What do you look at when you are picking a stock?
We look at the sustainability of the business and the opportunity for the business and for the industry, in which the business operates. For example, take a company in welding industry. It's a Rs 2,000 crore industry.
However, good may be your opportunity, your upside is capped. On the other hand, in telecom industry the potential is big. We also look at the returns they generate and the potential returns from the stocks.
What about valuations?
What we are paying for the opportunity is also important. The company may be great. But buying at reasonable prices is crucial.
How important is visiting the company?
Seeing the facilities and the processes makes a lot difference. It helps you understand the business better. Typically, once a week, I'm out of Mumbai visiting companies. I like to travel. You must have visited a number of companies over the years. What change do you see in them?
One remarkable change is that most of them are looking global. The perspective has changed. They are no longer looking at the local market alone. China has been a big eye opener.
Sometime back, when we were not growing as fast, companies and individuals were forced to look at outside market. That has given the confidence that they can sell outside India.
Multinationals who have come here for business have taught us a lot about people management and shop floor.
But, we still have to catch up with China in a lot of things…
We lack the infrastructure. For example, a Chinese company's consignment typically reaches its US consumer in a week's time.
But, for an Indian company, the same may take a couple of months. They have reached the scale, which makes it possible. We are getting there.
What is your assessment of the current market fundamentals? What is the strategy you are following?

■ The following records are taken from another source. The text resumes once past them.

use rkyv::{Archive, Deserialize, Serialize};

#[cfg(feature = "serde")]
use serde::{Deserialize as SerdeDeserialize, Serialize as SerdeSerialize};

/// u32 newtype, displayed as `<label>#<n>` in logs.
macro_rules! define_id {
    ($name:ident, $label:literal, $doc:expr) => {
        #[doc = $doc]
        #[derive(Debug, Clone, Copy, PartialEq, Eq, Hash, PartialOrd, Ord, Archive, Serialize, Deserialize)]
        #[cfg_attr(feature = "serde", derive(SerdeDeserialize, SerdeSerialize))]
        #[archive(check_bytes)]
        #[repr(transparent)]
        pub struct $name(pub u32);

        impl $name {
            pub const fn new(id: u32) -> Self {
                Self(id)
            }

            pub fn from_index(index: usize) -> Self {
                Self(index as u32)
            }

            pub const fn index(self) -> usize {
                self.0 as usize
            }
        }

        impl core::fmt::Display for $name {
            fn fmt(&self, f: &mut core::fmt::Formatter<'_>) -> core::fmt::Result {
                write!(f, "{}#{}", $label, self.0)
            }
        }
    };
}

define_id!(GlossId, "gloss", "Position of a vocabulary entry in `Lexicon::glosses`.");
define_id!(SessionId, "session", "Sequence number of a sentence playback session.");
pub mod lookup;
pub mod parser;

use std::collections::HashMap;

use gloss_morph::Lemmatizer;
use gloss_protocol::{Lexicon, Span, Token};
use tracing::{debug, trace};

use crate::lookup::PhraseTable;
use crate::parser::split_words;

/// Longest-match-first segmenter over the lexicon.
pub struct Segmenter {
    table: PhraseTable,
    lemmatizer: Lemmatizer,
    transliterations: HashMap<String, String>,
}

impl Segmenter {
    pub fn new(lexicon: &Lexicon) -> Self {
        Self {
            table: PhraseTable::new(lexicon),
            lemmatizer: Lemmatizer::from_lexicon(lexicon),
            transliterations: lexicon
                .transliterations
                .iter()
                .map(|t| (t.source.clone(), t.target.clone()))
                .collect(),
        }
    }

    pub fn lemmatizer(&self) -> &Lemmatizer {
        &self.lemmatizer
    }

    pub fn table(&self) -> &PhraseTable {
        &self.table
    }

    /// The word sequence segmentation runs over: transliterated, stripped, split.
    pub fn words(&self, sentence: &str) -> Vec<String> {
        let trimmed = sentence.trim();
        let text = match self.transliterations.get(trimmed) {
            Some(target) => {
                debug!("Transliterated sentence {:?} -> {:?}", trimmed, target);
                target.as_str()
            }
            None => trimmed,
        };
        split_words(text)
    }

    /// Primary entry point: Text -> Tokens.
    ///
    /// Greedy and single pass. At each cursor position the longest resolvable
    /// span wins; a position nothing resolves becomes a raw token, or is
    /// dropped if it is a stop word. Committed tokens are never revisited.
    pub fn segment(&self, sentence: &str) -> Vec<Token> {
        let raw_words = self.words(sentence);
        let normalized: Vec<String> = raw_words.iter().map(|w| w.to_lowercase()).collect();
        let lemmas: Vec<String> = normalized
            .iter()
            .map(|w| self.lemmatizer.lemmatize(w))
            .collect();

        let total = normalized.len();
        let mut tokens = Vec::new();
        let mut position = 0;

        while position < total {
            match self.longest_match(&normalized, &lemmas, position) {
                Some((len, canonical, source)) => {
                    let span = Span::new(position, position + len);
                    let original = raw_words[position..position + len].join(" ");
                    trace!("Matched {:?} -> {:?} ({:?})", original, canonical, source);
                    tokens.push(Token::matched(span, original, canonical, source));
                    position += len;
                }
                None => {
                    let word = &normalized[position];
                    if self.table.is_stop_word(word) {
                        trace!("Dropped stop word {:?}", word);
                    } else {
                        tokens.push(Token::raw(
                            Span::new(position, position + 1),
                            raw_words[position].clone(),
                            word.clone(),
                            lemmas[position].clone(),
                        ));
                    }
                    position += 1;
                }
            }
        }

        tokens
    }

    fn longest_match(
        &self,
        normalized: &[String],
        lemmas: &[String],
        start: usize,
    ) -> Option<(usize, String, gloss_protocol::MatchSource)> {
        for len in (1..=normalized.len() - start).rev() {
            let span_normalized = normalized[start..start + len].join(" ");
            let span_lemma = lemmas[start..start + len].join(" ");
            if let Some((canonical, source)) = self.table.resolve(&span_normalized, &span_lemma) {
                return Some((len, canonical, source));
            }
        }
        None
    }
}
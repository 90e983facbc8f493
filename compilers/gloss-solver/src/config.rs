use serde::{Deserialize, Serialize};

pub const DEFAULT_MIN_SIMILARITY: f32 = 0.85;

/// System-level toggles for translation.
#[derive(Debug, Clone, PartialEq, Serialize, Deserialize)]
#[serde(default)]
pub struct EngineConfig {
    /// Unresolved words stay in the gloss sequence to be fingerspelled.
    pub fingerspelling_enabled: bool,
    /// Similarity floor for the semantic fallback (local embedding scale).
    pub min_similarity: f32,
    /// Remote embedding provider; the local hashed embedding is used when unset.
    pub embedding_endpoint: Option<String>,
    pub embedding_api_key: Option<String>,
    /// Request timeout for the provider. None waits indefinitely.
    pub embedding_timeout_secs: Option<u64>,
}

impl Default for EngineConfig {
    fn default() -> Self {
        Self {
            fingerspelling_enabled: true,
            min_similarity: DEFAULT_MIN_SIMILARITY,
            embedding_endpoint: None,
            embedding_api_key: None,
            embedding_timeout_secs: None,
        }
    }
}

impl EngineConfig {
    /// Load from environment variables, falling back to defaults.
    pub fn from_env() -> Self {
        let defaults = Self::default();
        Self {
            fingerspelling_enabled: std::env::var("GLOSS_FINGERSPELLING")
                .map(|s| s != "false" && s != "0")
                .unwrap_or(defaults.fingerspelling_enabled),
            min_similarity: std::env::var("GLOSS_MIN_SIMILARITY")
                .ok()
                .and_then(|s| s.parse().ok())
                .unwrap_or(defaults.min_similarity),
            embedding_endpoint: std::env::var("GLOSS_EMBEDDING_ENDPOINT")
                .ok()
                .filter(|s| !s.trim().is_empty()),
            embedding_api_key: std::env::var("GLOSS_EMBEDDING_API_KEY")
                .ok()
                .filter(|s| !s.trim().is_empty()),
            embedding_timeout_secs: std::env::var("GLOSS_EMBEDDING_TIMEOUT_SECS")
                .ok()
                .and_then(|s| s.parse().ok()),
        }
    }
}

#[cfg(test)]
mod tests {
    use super::*;

    #[test]
    fn test_partial_json_uses_defaults() {
        let config: EngineConfig =
            serde_json::from_str(r#"{ "fingerspelling_enabled": false }"#).unwrap();
        assert!(!config.fingerspelling_enabled);
        assert_eq!(config.min_similarity, DEFAULT_MIN_SIMILARITY);
        assert!(config.embedding_endpoint.is_none());
    }
}
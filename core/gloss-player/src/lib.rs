//! Sentence playback for gloss sequences.
//!
//! A `Player` walks a gloss list word by word: it fetches each clip from a
//! `ClipStore`, drives a `Renderer` from a refresh-rate clock, and hands words
//! without a usable clip to a `Fingerspeller`. Every wait is cancellable; a
//! stop or a newer session ends the current one at its next suspension point.

pub mod clock;
pub mod config;
pub mod error;
pub mod fingerspell;
pub mod scheduler;
pub mod session;
pub mod store;
pub mod traits;
pub mod word;

pub use clock::Playhead;
pub use config::PlayerConfig;
pub use error::{ClipError, RenderError};
pub use fingerspell::{normalize_word, LetterDisplay, TimedFingerspeller};
pub use scheduler::{Player, RunOutcome, SentenceRun};
pub use session::PlaybackSession;
pub use store::{parse_clip, FsClipStore};
pub use traits::{ClipStore, Fingerspeller, Renderer, StatusSink, TracingStatus};
pub use word::{TickState, WordPlayback};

We have seen a PE derating in the last four months. Rising commodity prices and high inflation and falling currency have put a question mark on corporate earnings growth. We need to wait till clarity emerges. As a house, we are taking a cautious view and moving to relatively safe sectors such as FMCG and pharma.
Does being cautious also mean holding cash positions?
Right now, we have 10% cash in the two schemes I manage. In the infrastructure fund, we are slightly higher position around 20% as we are still deploying.
What is your view on the real estate sector especially with real estate mutual funds coming up?
In the long-term real estate MFs would be good for the investors. But, on the real estate sector, we have a negative view.
What is your view on the IT sector?
The IT companies will do well. But, there are concerns on profitability. If India does well, then rupee will appreciate. That in turn puts pressure on margins.
What price you are paying is also important.
We are underweight on IT because of concerns over rupee, cost pressures and profitability.